Cotta geigt und Bibi küßt

    Am nächsten Morgen ließ Cotta durch Bibi sagen, sie habe Muskelkater, sie könne nicht radeln.
    »Es tut ihr der Kopf weh, wenn sie nur an den Sattel denkt«, erklärte Bibi. Der Kopf. Also blieben wir am Orte und gingen schwimmen.
    Die Badeanstalt war am anderen Ufer der Oder. Ein bißchen Holz, ein bißchen weißer Sand, dahinter die Landschaft. In Wogen von Buschgrün blieb die Stadt hinter der Brücke zurück.
    Nirgends ein Mensch. Es war, als hätten sich alle Einwohner in den Kornfeldern versteckt. Und abends gingen wir in die Stadt.

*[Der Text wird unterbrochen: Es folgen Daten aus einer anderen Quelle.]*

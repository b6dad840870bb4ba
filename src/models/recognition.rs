// SPDX-License-Identifier: MIT

//! Peer recognition, reactions and the daily quota counters.

use serde::{Deserialize, Serialize};
use std::fmt;
use std::str::FromStr;

/// Daily cap per recognition type per sender.
pub const DAILY_RECOGNITION_LIMIT: u32 = 5;

/// Closed set of recognition types.
#[derive(Debug, Clone, Copy, PartialEq, Eq, Serialize, Deserialize)]
#[serde(rename_all = "snake_case")]
pub enum RecognitionType {
    Clap,
    Fire,
    Heart,
    Flex,
    Zap,
    Trophy,
}

impl RecognitionType {
    pub const ALL: [RecognitionType; 6] = [
        Self::Clap,
        Self::Fire,
        Self::Heart,
        Self::Flex,
        Self::Zap,
        Self::Trophy,
    ];
}

impl FromStr for RecognitionType {
    type Err = String;

    fn from_str(s: &str) -> Result<Self, Self::Err> {
        match s {
            "clap" => Ok(Self::Clap),
            "fire" => Ok(Self::Fire),
            "heart" => Ok(Self::Heart),
            "flex" => Ok(Self::Flex),
            "zap" => Ok(Self::Zap),
            "trophy" => Ok(Self::Trophy),
            other => Err(format!("Unknown recognition type: {}", other)),
        }
    }
}

impl fmt::Display for RecognitionType {
    fn fmt(&self, f: &mut fmt::Formatter<'_>) -> fmt::Result {
        let s = match self {
            Self::Clap => "clap",
            Self::Fire => "fire",
            Self::Heart => "heart",
            Self::Flex => "flex",
            Self::Zap => "zap",
            Self::Trophy => "trophy",
        };
        f.write_str(s)
    }
}

/// Closed set of reaction types on a recognition.
#[derive(Debug, Clone, Copy, PartialEq, Eq, Serialize, Deserialize)]
#[serde(rename_all = "snake_case")]
pub enum InteractionType {
    Like,
    Celebrate,
    Support,
}

impl FromStr for InteractionType {
    type Err = String;

    fn from_str(s: &str) -> Result<Self, Self::Err> {
        match s {
            "like" => Ok(Self::Like),
            "celebrate" => Ok(Self::Celebrate),
            "support" => Ok(Self::Support),
            other => Err(format!("Unknown interaction type: {}", other)),
        }
    }
}

impl fmt::Display for InteractionType {
    fn fmt(&self, f: &mut fmt::Formatter<'_>) -> fmt::Result {
        let s = match self {
            Self::Like => "like",
            Self::Celebrate => "celebrate",
            Self::Support => "support",
        };
        f.write_str(s)
    }
}

/// A peer-to-peer acknowledgment. Immutable once created.
#[derive(Debug, Clone, Serialize, Deserialize)]
pub struct Recognition {
    /// Recognition ID (uuid, also the document ID)
    pub id: String,
    pub from_user_id: String,
    pub to_user_id: String,
    pub team_id: String,
    pub recognition_type: RecognitionType,
    pub message: Option<String>,
    /// When the recognition was given (ISO 8601)
    pub created_at: String,
}

/// A lightweight reaction on a recognition.
///
/// Document ID: `{recognition_id}_{user_id}_{type}`. A duplicate key
/// is rejected, not merged.
#[derive(Debug, Clone, Serialize, Deserialize)]
pub struct RecognitionInteraction {
    pub recognition_id: String,
    pub user_id: String,
    pub interaction_type: InteractionType,
    pub created_at: String,
}

impl RecognitionInteraction {
    pub fn doc_id(recognition_id: &str, user_id: &str, interaction_type: InteractionType) -> String {
        format!("{}_{}_{}", recognition_id, user_id, interaction_type)
    }
}

/// Per-sender, per-UTC-day recognition counters.
///
/// Document ID: `{user_id}_{YYYY-MM-DD}`. One explicit field per type:
/// the enum-to-field mapping is a fixed match, never a runtime-derived
/// column name.
#[derive(Debug, Clone, Serialize, Deserialize)]
pub struct RecognitionQuota {
    pub user_id: String,
    /// Canonical day key ("YYYY-MM-DD", UTC)
    pub day: String,
    #[serde(default)]
    pub claps_used: u32,
    #[serde(default)]
    pub fires_used: u32,
    #[serde(default)]
    pub hearts_used: u32,
    #[serde(default)]
    pub flexes_used: u32,
    #[serde(default)]
    pub zaps_used: u32,
    #[serde(default)]
    pub trophies_used: u32,
}

impl RecognitionQuota {
    /// Fresh quota row with all counters at zero.
    pub fn new(user_id: &str, day: &str) -> Self {
        Self {
            user_id: user_id.to_string(),
            day: day.to_string(),
            claps_used: 0,
            fires_used: 0,
            hearts_used: 0,
            flexes_used: 0,
            zaps_used: 0,
            trophies_used: 0,
        }
    }

    pub fn doc_id(user_id: &str, day: &str) -> String {
        format!("{}_{}", user_id, day)
    }

    /// Counter for one recognition type.
    pub fn used(&self, recognition_type: RecognitionType) -> u32 {
        match recognition_type {
            RecognitionType::Clap => self.claps_used,
            RecognitionType::Fire => self.fires_used,
            RecognitionType::Heart => self.hearts_used,
            RecognitionType::Flex => self.flexes_used,
            RecognitionType::Zap => self.zaps_used,
            RecognitionType::Trophy => self.trophies_used,
        }
    }

    /// Whether one more recognition of this type fits under the cap.
    pub fn has_remaining(&self, recognition_type: RecognitionType) -> bool {
        self.used(recognition_type) < DAILY_RECOGNITION_LIMIT
    }

    /// Increment the counter for one type.
    pub fn record(&mut self, recognition_type: RecognitionType) {
        let counter = match recognition_type {
            RecognitionType::Clap => &mut self.claps_used,
            RecognitionType::Fire => &mut self.fires_used,
            RecognitionType::Heart => &mut self.hearts_used,
            RecognitionType::Flex => &mut self.flexes_used,
            RecognitionType::Zap => &mut self.zaps_used,
            RecognitionType::Trophy => &mut self.trophies_used,
        };
        *counter += 1;
    }
}

#[cfg(test)]
mod tests {
    use super::*;

    #[test]
    fn counters_are_independent_per_type() {
        let mut quota = RecognitionQuota::new("u1", "2024-03-01");

        quota.record(RecognitionType::Clap);
        quota.record(RecognitionType::Clap);
        quota.record(RecognitionType::Fire);

        assert_eq!(quota.used(RecognitionType::Clap), 2);
        assert_eq!(quota.used(RecognitionType::Fire), 1);
        assert_eq!(quota.used(RecognitionType::Trophy), 0);
    }

    #[test]
    fn cap_is_per_type() {
        let mut quota = RecognitionQuota::new("u1", "2024-03-01");

        for _ in 0..DAILY_RECOGNITION_LIMIT {
            assert!(quota.has_remaining(RecognitionType::Heart));
            quota.record(RecognitionType::Heart);
        }

        assert!(!quota.has_remaining(RecognitionType::Heart));
        // Other types unaffected
        assert!(quota.has_remaining(RecognitionType::Zap));
    }

    #[test]
    fn every_type_maps_to_a_distinct_counter() {
        let mut quota = RecognitionQuota::new("u1", "2024-03-01");
        for t in RecognitionType::ALL {
            quota.record(t);
        }
        for t in RecognitionType::ALL {
            assert_eq!(quota.used(t), 1, "counter for {}", t);
        }
    }

    #[test]
    fn interaction_doc_id_includes_type() {
        assert_eq!(
            RecognitionInteraction::doc_id("r1", "u1", InteractionType::Celebrate),
            "r1_u1_celebrate"
        );
    }

    #[test]
    fn recognition_type_parses_closed_set_only() {
        assert!("clap".parse::<RecognitionType>().is_ok());
        assert!("thumbsup".parse::<RecognitionType>().is_err());
    }
}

    Bibi hatte einen wünschelrutenartigen Sinn für Eisdielen. Sie steuerte mit unfehlbarer Sicherheit auf ein Efeuhäuschen am Rande eines Grünplatzes zu. Dort kriegte man sogar ein Schokoladenhütchen auf das Eis geträufelt, das vor den Augen des Käufers erstarrte.
    Auf dem Grünplatz stand in Gruppen viel Volks.
    »Da ist ein Zirkus«, sagte Bibi Eis leckend.
    »Aber der ist noch nicht fertig«, meinte Cotta.
    Das war ein Irrtum, der Zirkus war nur so murkelig. Es war der murkeligste Zirkus, den wir je gesehen hatten. Es gab weder ein Zelt noch eine Kapelle noch einen einzigen Stuhl für das Publikum. Die Manege lag einfach so im Kraut.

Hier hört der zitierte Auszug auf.